The same burly Irishman who'd opened the gates charged up the ladder, brandishing his iron pry bar in an upraised fist to rally the crowd.
“Arrah!!!”
He shoved the flattened end between marble and fore hoof, and called,
“Pull!”
to the men at rope's end. The pullers ground their heels in the turf, and slack rope drew tight. The Irishman scurried back to loose a hind hoof and the chanting began again, “Heave! HO! Heave . . .”
Two of the four hooves popped free from the plinth and the behemoth creaked to one side, canted on a two-legged axis. With the statue balanced at this precarious angle, the tugging men gave one last mighty heave before dropping their ropes and scattering like grape-shot. King and horse arced over and toppled from the pedestal in a clanging crash, brought down by their own ponderous weight.

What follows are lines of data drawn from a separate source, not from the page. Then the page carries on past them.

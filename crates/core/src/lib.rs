// Copyright (C) 2026 Fred Clausen
// Use of this source code is governed by an MIT-style
// license that can be found in the LICENSE file or at
// https://opensource.org/licenses/MIT.

#![deny(
    clippy::pedantic,
    clippy::cargo,
    clippy::nursery,
    clippy::style,
    clippy::correctness,
    clippy::all,
    clippy::suspicious,
    clippy::complexity,
    clippy::perf,
    clippy::unwrap_used,
    clippy::expect_used
)]

mod apply;
mod command;
mod error;
mod state;
mod timestamp;

#[cfg(test)]
mod tests;

pub use apply::{apply, apply_decision, new_tender};
pub use command::TenderCommand;
pub use error::CoreError;
pub use state::{DecisionOutcome, NewTender, TenderTransition};
pub use timestamp::current_timestamp;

The figures landed in a broken heap, and the illusion of solid gold was exposed as the thinnest layer of gilding over common lead castings. The crumbled plaster, clay and sand used to fill the castings' hollows spilled from the mutilated figures like entrails from a butchered carcass.
Anne pressed her face between the two iron pickets she clutched, her breath caught in her throat, stunned. The symbol of her Sovereign Lord knocked like so much rubbish to the ground—the same Sovereign she'd taught her child to include in his prayers—the beloved monarch whose health was toasted in homes and taverns throughout the colonies—the King who, not six years before, earned this ornate monument erected in his honor—this man would lose an empire. She was certain of it.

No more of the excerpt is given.